How to Handle Criticism Like a Pro

How to Handle Criticism Like a Pro

In a perfect world, our average workday would go something like this:

  1. Make art.
  2. Get showered with praise.
  3. Earn endless word-of-mouth referrals.
  4. Repeat.

Unfortunately, we all occasionally encounter someone who didn’t seem to get the memo about Step 2. And try as you may to channel Taylor Swift, sometimes it’s really hard to shake off the haters. After all, when your business is built on your art, it doesn’t matter if someone’s just complaining about your pricing or your policies or the rare service snafu – it’s hard NOT to take it personally.

But before you react, take a deep breath and read over these tips for handling criticism with grace, bouncing back, and doing damage repair to your reputation.

If a fellow photographer critiques your work…

Assuming their comment was constructive and they took the time to suggest ways to improve it, thank them for their input. Once you get past the initial sting, realize that they took the time to formulate a helpful and tactful opinion – which means they see potential in your work. This doesn’t mean they think your work is bad. Everyone has the potential to be better. Ask the best photographers in the world what they want to improve upon, and chances are, they’ll have an answer. Praise is good for your ego, but it won’t push you to the next level. Criticism plays an important role in the growth of your business.

If someone flat-out bashes an image, ask what they’d do to improve it. You may get a useful piece of advice, or you may realize they’re just trolling. Either way, you’ll feel better than if you simply internalize the negativity.

And if someone criticizes a client’s photo on your business page, by all means, delete their comment and send them a note explaining that you prefer to keep interactions on your business page positive and client-focused. As a business owner, you have the right to control your own content. If it happens again, ban them. Criticism has its place, but that place isn’t on a client’s family portrait.

If a friend says you’re too expensive…

Ask for more information. As the saying goes, “Don’t believe everything you think.” You might think she’s saying your work is lackluster and you’re not worth the money, but she might just mean she personally can’t afford you. If you’re friends, there’s no reason you can’t be honest: “That’s actually standard pricing for the industry, so when you say I’m too expensive, it makes me feel like you think my work is substandard.”  A supportive friend will be quick to clarify – and quick to ice your bruised ego.

If a client leaves a bad review online…

First, don’t panic. If it’s the lone complaint in a sea of glowing reviews, most people will skim over it anyway. Your best bet is to respond quickly, professionally, and concisely. You might be fuming on the inside, but make sure your response is based in facts. (An angry, typo-ridden, caps-locked reply will only raise more red flags for a potential customer.) Play devil’s advocate: Is there anything in their review that you can agree is valid?
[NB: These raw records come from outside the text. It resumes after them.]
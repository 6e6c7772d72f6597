//! Bridge wired to an I2C host and an SPI peer.
//!
//! The I2C wires are open drain: each one reads high only while neither the
//! host nor the bridge pulls it low. Bridge outputs reach the bus one tick
//! after they are produced.

use i2spi_decode::{I2cFrame, I2cHost, SpiFrame, SpiPeer};

use crate::bridge::{Bridge, BridgeEvent, BridgeStats, Inputs, Outputs};
use crate::config::BenchConfig;
use crate::error::ConfigError;

pub struct Testbench {
    config: BenchConfig,
    bridge: Bridge,
    host: I2cHost,
    peer: SpiPeer,
    outputs: Outputs,
    reset_ticks: u64,
    events: Vec<BridgeEvent>,
}

impl Testbench {
    pub fn new(config: BenchConfig) -> Result<Self, ConfigError> {
        config.validate()?;
        let bridge = Bridge::new(config.bridge)?;
        let outputs = bridge.outputs();
        Ok(Self {
            host: I2cHost::new(config.i2c_half_period),
            peer: SpiPeer::with_responses(config.peer_responses.iter().copied()),
            config,
            bridge,
            outputs,
            reset_ticks: 0,
            events: Vec::new(),
        })
    }

    pub fn config(&self) -> &BenchConfig {
        &self.config
    }

    /// Queues a write transaction to `address`.
    pub fn write(&mut self, address: u8, data: &[u8]) {
        self.host.write(address, data);
    }

    /// Queues a write that ends without STOP.
    pub fn write_held(&mut self, address: u8, data: &[u8]) {
        self.host.write_held(address, data);
    }

    /// Queues a transaction with an explicit header byte.
    pub fn transaction(&mut self, header: u8, data: &[u8]) {
        self.host.transaction(header, data);
    }

    /// Holds reset for the next `ticks` ticks.
    pub fn hold_reset(&mut self, ticks: u64) {
        self.reset_ticks = ticks;
    }

    pub fn step(&mut self) {
        let drive = self.host.drive();
        let scl = drive.scl && !self.outputs.scl_pull;
        let sda = drive.sda && !self.outputs.sda_pull;
        let inputs = Inputs {
            reset: self.reset_ticks > 0,
            ..Inputs::new(scl, sda, self.peer.miso())
        };
        self.reset_ticks = self.reset_ticks.saturating_sub(1);

        self.outputs = self.bridge.tick(inputs);
        self.host.advance(sda);
        self.peer.observe(self.outputs.sclk, self.outputs.mosi, self.outputs.cs_n);
        self.events.extend(self.bridge.drain_events());
    }

    pub fn run(&mut self, ticks: u64) {
        for _ in 0..ticks {
            self.step();
        }
    }

    /// Host finished, bridge drained and peer deselected.
    pub fn is_idle(&self) -> bool {
        self.host.is_idle() && self.bridge.is_quiescent() && !self.peer.is_selected() && self.reset_ticks == 0
    }

    /// Steps until idle; returns `false` if `limit` ticks pass first.
    pub fn run_until_idle(&mut self, limit: u64) -> bool {
        for _ in 0..limit {
            if self.is_idle() {
                return true;
            }
            self.step();
        }
        self.is_idle()
    }

    pub fn bridge(&self) -> &Bridge {
        &self.bridge
    }

    pub fn outputs(&self) -> Outputs {
        self.outputs
    }

    pub fn stats(&self) -> BridgeStats {
        self.bridge.stats()
    }

    pub fn i2c_frames(&self) -> &[I2cFrame] {
        self.host.frames()
    }

    pub fn spi_frames(&self) -> &[SpiFrame] {
        self.peer.frames()
    }

    pub fn take_i2c_frames(&mut self) -> Vec<I2cFrame> {
        self.host.take_frames()
    }

    pub fn take_spi_frames(&mut self) -> Vec<SpiFrame> {
        self.peer.take_frames()
    }

    pub fn events(&self) -> &[BridgeEvent] {
        &self.events
    }

    pub fn take_events(&mut self) -> Vec<BridgeEvent> {
        std::mem::take(&mut self.events)
    }
}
Start by acknowledging that. Recap any efforts you’ve already made to offer them a solution, and end on a positive note. Brevity is your friend; the more you write, the more time a potential client will spend reading about the drama rather than moving on to the next (rave) review.

If someone slams you on social media…

Take your hands off the keyboard. Whether it’s a client, a competitor, or a local vendor, resist the urge to get caught up in a flame war or retaliate with your own nasty post. Instead, give it 24 hours and see what happens. Maybe others will jump to your defense. Maybe the comment will get lost in the shuffle. (You know how hard it is to get views on your Facebook posts? That still applies, even if you feel like everyone in the world must have seen it.) Remember, most clients aren’t entrenched in the photography community, so responding via your blog or business page could actually draw more attention to a comment that you’d rather have disappear.

If the mean comment still has traction tomorrow, you can opt to respond. But, much like the negative reviews, you’ll want to keep it short, sweet, and factual. In a worst-case scenario, you may need to seek legal action for defamation – but usually, if you take the high road and focus on sharing gorgeous photos, the drama will fizzle out pretty quickly and the negativity will get buried among the usual compliments.

Criticism is one of the not-so-fun parts of running a creative business, but don’t let a bruised ego affect your professionalism. If you get negative feedback about an image or a bad review from an unhappy client, respond politely and explain your position without stooping to petty arguments. In the end, the way you respond to criticism will make a much bigger impression on others than the critique itself.